Watching the news and listening to the politicians you would think that the 27 people who drowned horribly in an icy Channel were part of a ‘human tragedy’ caused by ‘monstrous’ people smugglers. The pundits pontificate and speculate about the spats between the British and French governments over the details of tweets and non-invitations.  Priti Patel is given a full page in the Sun newspaper today to argue for more policing and further deepening the hostile environment for migrants and refugees. 

They all say it is an incredibly complex problem. No, it isn’t. The only reason there is a booming market for gangs of people smugglers is that both the British and French governments do not implement UN and humanitarian guidelines for accepting asylum seekers. In other words, the squalid camps near Calais or Dunkirk could end tomorrow and the crossings cease if the Home Office sent a team over and set up an office to process and fast track refugee applications. It would not even cost a fraction of the money handed over to the Tories’ business mates for Covid PPE or test and trace. Forty-eight years ago a Labour government mobilised along with the labour movement to welcome around 3000 refugees fleeing Pinochet’s fascist coup in Chile. In 1972 Ted Heath’s Tory government took in 30,000 Uganda Asians fleeing Idi Amin’s repression. Priti Patel’s parents were among them. So why is the government allowing people to die needlessly in the Channel today?

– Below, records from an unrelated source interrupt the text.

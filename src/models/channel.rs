use chrono::{DateTime, Utc};
use serde::{Deserialize, Serialize};

/// How the playable URL of a channel is chosen
#[derive(Debug, Clone, Copy, PartialEq, Eq, Serialize, Deserialize, Default)]
#[serde(rename_all = "lowercase")]
pub enum StreamUrlMode {
    /// App deeplink built from call sign and resource id
    #[default]
    Deeplink,
    /// Primary HLS manifest from the playback probe
    Manifest,
    /// Fallback manifest from the playback probe
    Fallback,
    /// Manifest, then fallback, then deeplink
    Best,
}

impl std::str::FromStr for StreamUrlMode {
    type Err = String;

    fn from_str(s: &str) -> Result<Self, Self::Err> {
        match s.trim().to_ascii_lowercase().as_str() {
            "deeplink" => Ok(Self::Deeplink),
            "manifest" => Ok(Self::Manifest),
            "fallback" => Ok(Self::Fallback),
            "best" => Ok(Self::Best),
            other => Err(format!("unknown stream url mode: {}", other)),
        }
    }
}

impl std::fmt::Display for StreamUrlMode {
    fn fmt(&self, f: &mut std::fmt::Formatter<'_>) -> std::fmt::Result {
        match self {
            StreamUrlMode::Deeplink => write!(f, "deeplink"),
            StreamUrlMode::Manifest => write!(f, "manifest"),
            StreamUrlMode::Fallback => write!(f, "fallback"),
            StreamUrlMode::Best => write!(f, "best"),
        }
    }
}

/// Lineup row as normalized from the AllChannels payload
#[derive(Debug, Clone, Default, PartialEq, Serialize, Deserialize)]
#[serde(rename_all = "camelCase")]
pub struct RawChannel {
    pub ccid: String,
    /// Number as the provider sends it (e.g. "836.0")
    pub number: Option<String>,
    pub call_sign: Option<String>,
    pub name: Option<String>,
    pub logo_url: Option<String>,
    pub resource_id: Option<String>,
}

/// Schedule row as extracted from a schedule payload
#[derive(Debug, Clone, PartialEq, Serialize, Deserialize)]
#[serde(rename_all = "camelCase")]
pub struct RawProgram {
    /// Provider resource id of the channel
    pub channel_id: String,
    pub schedule_id: Option<String>,
    pub start: DateTime<Utc>,
    pub end: DateTime<Utc>,
    pub title: Option<String>,
    pub sub_title: Option<String>,
    pub description: Option<String>,
    #[serde(default)]
    pub categories: Vec<String>,
    pub season: Option<u32>,
    pub episode: Option<u32>,
    pub tms_id: Option<String>,
    pub icon: Option<String>,
}

/// Result of the playback authorization probe for one ccid
#[derive(Debug, Clone, Default, PartialEq, Serialize, Deserialize)]
#[serde(rename_all = "camelCase")]
pub struct PlaybackInfo {
    pub manifest_url: Option<String>,
    pub fallback_url: Option<String>,
    pub keyframe_url: Option<String>,
    pub playable: bool,
    #[serde(skip_serializing_if = "Option::is_none")]
    pub reason: Option<String>,
}

impl PlaybackInfo {
    pub fn unplayable(reason: impl Into<String>) -> Self {
        Self {
            reason: Some(reason.into()),
            ..Self::default()
        }
    }
}

/// Canonical channel, unique by `id`
#[derive(Debug, Clone, PartialEq, Serialize, Deserialize)]
#[serde(rename_all = "camelCase")]
pub struct Channel {
    /// Provider resource id
    pub id: String,
    pub xmltv_id: String,
    pub ccid: String,
    /// Logical number after optional renumbering
    pub number: Option<u32>,
    /// Number as received from the provider
    pub source_number: Option<String>,
    pub name: String,
    pub call_sign: Option<String>,
    pub logo: String,
    pub stream_url: String,
    /// App deeplink; absent when the channel has no call sign
    pub deeplink: Option<String>,
    pub manifest_url: Option<String>,
    pub fallback_url: Option<String>,
    pub playable: bool,
}

/// Canonical programme; `end` is exclusive
#[derive(Debug, Clone, PartialEq, Serialize, Deserialize)]
#[serde(rename_all = "camelCase")]
pub struct Program {
    pub channel_id: String,
    pub start: DateTime<Utc>,
    pub end: DateTime<Utc>,
    pub title: String,
    pub sub_title: Option<String>,
    pub description: Option<String>,
    pub categories: Vec<String>,
    pub season: Option<u32>,
    pub episode: Option<u32>,
    pub tms_id: Option<String>,
    pub icon: Option<String>,
}

/// Output of the model builder
#[derive(Debug, Clone, Default, PartialEq)]
pub struct Model {
    pub channels: Vec<Channel>,
    pub programs: Vec<Program>,
    /// Rows dropped while building, one message each
    pub warnings: Vec<String>,
}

Since the 1970s and the long series of defeats and setbacks for the labour movement and working people the whole centre of gravity of politics here and in France has moved to the right. Margret Thatcher the then British Prime Minister materially destroyed workers’ jobs and their communities. Boris Johnson has successfully carried through a right-wing Brexit project where he absorbed the more extreme right-wing UKIP party supporters. Aided and abetted by a compliant mass media the idea that there are ‘too many migrants’, that we ‘don’t have any more space or jobs’, that ‘migrants are taking jobs and depressing wages’ or that ‘people’s security is threatened by migrants’ have all become part of a ‘common sense’ mass ideology. The fact that Labour totally adapted to a large part of this ideology – remember the mugs with the controlling immigration slogan- has contributed to the difficulties of challenging these reactionary policies.

Johnson’s election win in 2019 – particularly in the so-called ‘red wall’ seats was to a large degree due to the anti-migrant Brexit project. Despite all the pious hand wringing about the human tragedy this week, the Tories will not entertain any relaxation of their hostile environment policies because they want to sustain the successful electoral bloc they created in 2019.

Labour’s official spokespeople have wrung their hands a bit more strongly but nowhere have we heard a clear statement from them saying we should set up channels to immediately welcome the refugees. Their response has been to accuse the Tories of ‘losing control’ and failing to competently work with the French. Keir Starmer, leader of the Labour Party on the November 19 Today BBC programme focussed on this lack of control rather than defending migrants or refugees. A letter protesting this stance has been put together by Another Europe is Possible, see here. The only progressive crumb we heard from Labour was to float the Dubs amendment on welcoming child refugees. Up to now, that policy has failed completely. Officially Labour has kept well away from the solidarity demonstrations organised this week by migrant support organisations, anti-racist campaigns and the radical left.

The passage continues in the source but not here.